# WHAT YOU HAVE TO DO
Each line that includes "SessionSection" must be copied from the records.

# TASK DATA
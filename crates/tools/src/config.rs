//! `mansion.toml` loading. Command-line flags override file values, which
//! override the built-in defaults.

use std::fs;
use std::path::Path;

use anyhow::{Context, Result};
use clap::ValueEnum;
use mansion_core::{SessionConfig, VerticalDoorPolicy};
use serde::{Deserialize, Serialize};

#[derive(Clone, Copy, Debug, PartialEq, Eq, Serialize, Deserialize, ValueEnum)]
#[serde(rename_all = "lowercase")]
pub enum DoorPolicy {
    /// Door toward the room above sits a fixed 15 tiles from the left edge.
    Fixed,
    /// Door toward the room above sits on the interior's center column.
    Center,
}

impl From<DoorPolicy> for VerticalDoorPolicy {
    fn from(policy: DoorPolicy) -> Self {
        match policy {
            DoorPolicy::Fixed => VerticalDoorPolicy::default(),
            DoorPolicy::Center => VerticalDoorPolicy::InteriorCenter,
        }
    }
}

#[derive(Clone, Debug, Default, PartialEq, Eq, Serialize, Deserialize)]
#[serde(default)]
pub struct LayoutSection {
    pub rooms: Option<usize>,
    pub width: Option<usize>,
    pub height: Option<usize>,
    pub door_policy: Option<DoorPolicy>,
}

#[derive(Clone, Debug, Default, PartialEq, Eq, Serialize, Deserialize)]
#[serde(default)]
pub struct SessionSection {
    pub seed: Option<u64>,
}

/// Optional external program; `None` keeps the offline placeholders.
#[derive(Clone, Debug, Default, PartialEq, Eq, Serialize, Deserialize)]
#[serde(default)]
pub struct CommandSection {
    pub command: Option<String>,
}

#[derive(Clone, Debug, Default, PartialEq, Eq, Serialize, Deserialize)]
#[serde(default)]
pub struct MansionConfig {
    pub layout: LayoutSection,
    pub session: SessionSection,
    pub narrative: CommandSection,
    pub interrogation: CommandSection,
}

impl MansionConfig {
    pub fn load(path: &Path) -> Result<Self> {
        let content = fs::read_to_string(path)
            .with_context(|| format!("Failed to read config file: {}", path.display()))?;
        let config: Self = toml::from_str(&content)
            .with_context(|| format!("Failed to parse config file: {}", path.display()))?;
        Ok(config)
    }

    /// Loads `path` when given, otherwise starts from an empty config.
    pub fn load_optional(path: Option<&Path>) -> Result<Self> {
        match path {
            Some(path) => Self::load(path),
            None => Ok(Self::default()),
        }
    }

    /// Fills every `None` in `overrides` from the file, then the defaults.
    pub fn session_config(&self, overrides: &LayoutSection) -> SessionConfig {
        let defaults = SessionConfig::default();
        let layout = &self.layout;
        SessionConfig {
            rooms: overrides.rooms.or(layout.rooms).unwrap_or(defaults.rooms),
            width: overrides.width.or(layout.width).unwrap_or(defaults.width),
            height: overrides.height.or(layout.height).unwrap_or(defaults.height),
            vertical_door: overrides
                .door_policy
                .or(layout.door_policy)
                .map(VerticalDoorPolicy::from)
                .unwrap_or(defaults.vertical_door),
        }
    }

    pub fn seed(&self, override_seed: Option<u64>) -> Option<u64> {
        override_seed.or(self.session.seed)
    }

    pub fn narrative_command(&self, override_command: Option<String>) -> Option<String> {
        override_command.or_else(|| self.narrative.command.clone())
    }

    pub fn interrogation_command(&self, override_command: Option<String>) -> Option<String> {
        override_command.or_else(|| self.interrogation.command.clone())
    }
}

# ANSWER SECTION
pub struct SessionSection {
    pub session: SessionSection,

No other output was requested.